Your goal: Starting with the first line and ending with the one that holds "const CONFIG_DIR: &str", retype the entries exactly.

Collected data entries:

-- Opening Marker --

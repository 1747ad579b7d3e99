//! Configuration for readshelf.
//!
//! Configuration sources (highest priority first):
//! 1. Environment variables (READSHELF_HOME, READSHELF_GOOGLE_API_KEY)
//! 2. Config file (.readshelf/config.yaml)
//! 3. Defaults (~/.readshelf)
//!
//! Config file discovery:
//! - Searches current directory and parents for .readshelf/config.yaml
//! - Relative paths in the config file are resolved against its .readshelf/ directory

use std::path::{Path, PathBuf};
use std::sync::OnceLock;
use std::time::Duration;

use anyhow::{Context, Result};
use serde::Deserialize;

use crate::catalog::{CatalogSettings, RetryPolicy};
use crate::domain::Source;
use crate::storage::{DEFAULT_CAPACITY_BYTES, DEFAULT_PREFIX};

const CONFIG_DIR: &str = ".readshelf";
const CONFIG_FILE: &str = "config.yaml";
const DEFAULT_STORAGE_FILE: &str = "library.json";

/// Global cached configuration (stores Result to handle init errors)
static CONFIG: OnceLock<Result<ResolvedConfig, String>> = OnceLock::new();

/// Raw config file schema (matches YAML structure)
#[derive(Debug, Clone, Default, Deserialize)]
pub struct ConfigFile {
    #[serde(default)]
    pub version: Option<String>,
    #[serde(default)]
    pub storage: StorageSection,
    #[serde(default)]
    pub catalog: CatalogSection,
}

#[derive(Debug, Clone, Default, Deserialize)]
pub struct StorageSection {
    pub prefix: Option<String>,
    pub capacity_bytes: Option<usize>,
    /// Storage file (relative to .readshelf/)
    pub file: Option<String>,
}

#[derive(Debug, Clone, Default, Deserialize)]
pub struct CatalogSection {
    pub default_source: Option<Source>,
    pub cache_ttl_seconds: Option<u64>,
    pub rate_limit_requests: Option<u32>,
    pub rate_limit_window_ms: Option<u64>,
    pub timeout_seconds: Option<u64>,
    pub max_retries: Option<u32>,
    pub retry_initial_delay_ms: Option<u64>,
    pub retry_max_delay_ms: Option<u64>,
    pub open_library_url: Option<String>,
    pub google_books_url: Option<String>,
    pub google_api_key: Option<String>,
}

impl CatalogSection {
    /// Overlay these settings on the defaults
    fn settings(&self) -> CatalogSettings {
        let defaults = CatalogSettings::default();

        let mut retry = match self.max_retries {
            Some(retries) => RetryPolicy::with_retries(retries),
            None => defaults.retry.clone(),
        };
        if let Some(ms) = self.retry_initial_delay_ms {
            retry.initial_delay_ms = ms;
        }
        if let Some(ms) = self.retry_max_delay_ms {
            retry.max_delay_ms = ms;
        }

        CatalogSettings {
            default_source: self.default_source.unwrap_or(defaults.default_source),
            cache_ttl: self
                .cache_ttl_seconds
                .map(Duration::from_secs)
                .unwrap_or(defaults.cache_ttl),
            rate_limit_requests: self
                .rate_limit_requests
                .unwrap_or(defaults.rate_limit_requests),
            rate_limit_window: self
                .rate_limit_window_ms
                .map(Duration::from_millis)
                .unwrap_or(defaults.rate_limit_window),
            timeout: self
                .timeout_seconds
                .map(Duration::from_secs)
                .unwrap_or(defaults.timeout),
            retry,
            open_library_url: self
                .open_library_url
                .clone()
                .unwrap_or(defaults.open_library_url),
            google_books_url: self
                .google_books_url
                .clone()
                .unwrap_or(defaults.google_books_url),
            google_api_key: self.google_api_key.clone(),
        }
    }
}

/// Environment overrides, read once at load time
#[derive(Debug, Clone, Default)]
pub struct EnvOverrides {
    pub home: Option<PathBuf>,
    pub google_api_key: Option<String>,
}

impl EnvOverrides {
    pub fn from_env() -> Self {
        Self {
            home: std::env::var("READSHELF_HOME").ok().map(PathBuf::from),
            google_api_key: std::env::var("READSHELF_GOOGLE_API_KEY")
                .ok()
                .filter(|k| !k.is_empty()),
        }
    }
}

/// Resolved configuration with absolute paths
#[derive(Debug, Clone)]
pub struct ResolvedConfig {
    /// readshelf home directory
    pub home: PathBuf,
    /// File backing the persistence service
    pub storage_file: PathBuf,
    /// Storage key namespace
    pub prefix: String,
    /// Assumed storage capacity in bytes
    pub capacity_bytes: usize,
    /// Catalog client tunables
    pub catalog: CatalogSettings,
    /// Path to config file (if found)
    pub config_file: Option<PathBuf>,
}

/// Find config file by searching `start` and its parents
fn find_config_file(start: &Path) -> Option<PathBuf> {
    let mut current = start.to_path_buf();

    loop {
        let config_path = current.join(CONFIG_DIR).join(CONFIG_FILE);
        if config_path.exists() {
            return Some(config_path);
        }

        if !current.pop() {
            break;
        }
    }

    None
}

/// Load and parse config file
fn load_config_file(path: &Path) -> Result<ConfigFile> {
    let content = std::fs::read_to_string(path)
        .with_context(|| format!("Failed to read config file: {}", path.display()))?;

    serde_yaml::from_str(&content)
        .with_context(|| format!("Failed to parse config file: {}", path.display()))
}

/// Resolve a path that may be relative to `base`
fn resolve_path(base: &Path, path_str: &str) -> PathBuf {
    let path = PathBuf::from(path_str);
    if path.is_absolute() {
        path
    } else {
        base.join(path)
    }
}

/// Load configuration discovered from `start`, with `env` taking priority
fn load_config_from(start: &Path, env: EnvOverrides, default_home: PathBuf) -> Result<ResolvedConfig> {
    let config_file = find_config_file(start);

    let (config, config_dir) = match config_file {
        Some(ref path) => {
            let config = load_config_file(path)?;
            let dir = path.parent().unwrap_or(Path::new(".")).to_path_buf();
            (config, Some(dir))
        }
        None => (ConfigFile::default(), None),
    };

    let home = env
        .home
        .clone()
        .or_else(|| config_dir.clone())
        .unwrap_or(default_home);

    let storage_file = match (&config.storage.file, &config_dir) {
        (Some(file), Some(dir)) => resolve_path(dir, file),
        (Some(file), None) => resolve_path(&home, file),
        (None, _) => home.join(DEFAULT_STORAGE_FILE),
    };

    let mut catalog = config.catalog.settings();
    if env.google_api_key.is_some() {
        catalog.google_api_key = env.google_api_key;
    }

    Ok(ResolvedConfig {
        home,
        storage_file,
        prefix: config
            .storage
            .prefix
            .unwrap_or_else(|| DEFAULT_PREFIX.to_string()),
        capacity_bytes: config.storage.capacity_bytes.unwrap_or(DEFAULT_CAPACITY_BYTES),
        catalog,
        config_file,
    })
}

/// Load configuration from all sources
fn load_config() -> Result<ResolvedConfig> {
    let default_home = dirs::home_dir()
        .context("Failed to determine home directory")?
        .join(CONFIG_DIR);
    let cwd = std::env::current_dir().context("Failed to determine current directory")?;

    load_config_from(&cwd, EnvOverrides::from_env(), default_home)
}

/// Get the global configuration (loads once, then cached)
pub fn config() -> Result<&'static ResolvedConfig> {
    let result = CONFIG.get_or_init(|| load_config().map_err(|e| format!("{:#}", e)));

    match result {
        Ok(config) => Ok(config),
        Err(e) => anyhow::bail!("{}", e),
    }
}

/// Force reload configuration, bypassing the global cache
pub fn reload_config() -> Result<ResolvedConfig> {
    load_config()
}

#[cfg(test)]
mod tests {
    use super::*;
    use std::io::Write;
    use tempfile::TempDir;

    fn write_config(root: &Path, yaml: &str) -> PathBuf {
        let dir = root.join(CONFIG_DIR);
        std::fs::create_dir_all(&dir).unwrap();
        let path = dir.join(CONFIG_FILE);
        let mut file = std::fs::File::create(&path).unwrap();
        writeln!(file, "{}", yaml).unwrap();
        path
    }

    #[test]
    fn test_defaults_without_file() {
        let temp = TempDir::new().unwrap();
        let home = temp.path().join("home");

        let config = load_config_from(temp.path(), EnvOverrides::default(), home.clone()).unwrap();

        assert_eq!(config.home, home);
        assert_eq!(config.storage_file, home.join("library.json"));
        assert_eq!(config.prefix, "readshelf_");
        assert_eq!(config.capacity_bytes, 5 * 1024 * 1024);
        assert_eq!(config.catalog, CatalogSettings::default());
        assert!(config.config_file.is_none());
    }

    #[test]
    fn test_config_file_parsing() {
        let temp = TempDir::new().unwrap();
        let path = write_config(
            temp.path(),
            r#"
version: "1"
storage:
  prefix: test_
  file: data/shelf.json
catalog:
  default_source: googlebooks
  cache_ttl_seconds: 60
  max_retries: 1
  retry_initial_delay_ms: 250
"#,
        );

        let file = load_config_file(&path).unwrap();
        assert_eq!(file.version.as_deref(), Some("1"));
        assert_eq!(file.catalog.default_source, Some(Source::GoogleBooks));

        let config = load_config_from(temp.path(), EnvOverrides::default(), PathBuf::from("/unused")).unwrap();
        let dir = temp.path().join(CONFIG_DIR);
        assert_eq!(config.home, dir);
        assert_eq!(config.storage_file, dir.join("data/shelf.json"));
        assert_eq!(config.prefix, "test_");
        assert_eq!(config.catalog.default_source, Source::GoogleBooks);
        assert_eq!(config.catalog.cache_ttl, Duration::from_secs(60));
        assert_eq!(config.catalog.retry.max_attempts, 2);
        assert_eq!(config.catalog.retry.initial_delay_ms, 250);
        assert_eq!(config.config_file, Some(path));
    }

    #[test]
    fn test_discovery_walks_up() {
        let temp = TempDir::new().unwrap();
        write_config(temp.path(), "storage:\n  prefix: up_");
        let nested = temp.path().join("a").join("b");
        std::fs::create_dir_all(&nested).unwrap();

        let config = load_config_from(&nested, EnvOverrides::default(), PathBuf::from("/unused")).unwrap();
        assert_eq!(config.prefix, "up_");
    }

    #[test]
    fn test_env_overrides_file() {
        let temp = TempDir::new().unwrap();
        write_config(temp.path(), "catalog:\n  google_api_key: from-file");
        let env = EnvOverrides {
            home: Some(PathBuf::from("/env/home")),
            google_api_key: Some("from-env".to_string()),
        };

        let config = load_config_from(temp.path(), env, PathBuf::from("/unused")).unwrap();
        assert_eq!(config.home, PathBuf::from("/env/home"));
        assert_eq!(config.catalog.google_api_key.as_deref(), Some("from-env"));
    }

    #[test]
    fn test_invalid_yaml_reports_path() {
        let temp = TempDir::new().unwrap();
        write_config(temp.path(), "catalog: [not, a, map]");

        let err = load_config_from(temp.path(), EnvOverrides::default(), PathBuf::from("/unused")).unwrap_err();
        assert!(err.to_string().contains("Failed to parse config file"));
    }

    #[test]
    fn test_resolve_relative_path() {
        let base = PathBuf::from("/home/user/.readshelf");

        assert_eq!(
            resolve_path(&base, "shelf.json"),
            PathBuf::from("/home/user/.readshelf/shelf.json")
        );
        assert_eq!(
            resolve_path(&base, "/absolute/shelf.json"),
            PathBuf::from("/absolute/shelf.json")
        );
    }
}
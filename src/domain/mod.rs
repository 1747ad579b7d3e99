//! Domain types shared by the storage, library and catalog modules.
//!
//! - Book: normalized catalog record plus reading-status fields
//! - Lists: the three reading-status buckets
//! - Preferences: display and search settings

pub mod book;
pub mod lists;
pub mod preferences;

// Re-export commonly used types
pub use book::{display_author, Book, BookDetails, Source, UnknownSource};
pub use lists::{Bucket, InvalidListType, ReadingLists};
pub use preferences::{Preferences, Theme, ViewMode};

-- Closing Marker --

Answer space:
repository 1747ad579b7d3e99
//! Configuration for readshelf.
//!
//! Configuration sources (highest priority first):
//! 1. Environment variables (READSHELF_HOME, READSHELF_GOOGLE_API_KEY)
//! 2. Config file (.readshelf/config.yaml)
//! 3. Defaults (~/.readshelf)
//!
//! Config file discovery:
//! - Searches current directory and parents for .readshelf/config.yaml
//! - Relative paths in the config file are resolved against its .readshelf/ directory

use std::path::{Path, PathBuf};
use std::sync::OnceLock;
use std::time::Duration;

use anyhow::{Context, Result};
use serde::Deserialize;

use crate::catalog::{CatalogSettings, RetryPolicy};
use crate::domain::Source;
use crate::storage::{DEFAULT_CAPACITY_BYTES, DEFAULT_PREFIX};

const CONFIG_DIR: &str = ".readshelf";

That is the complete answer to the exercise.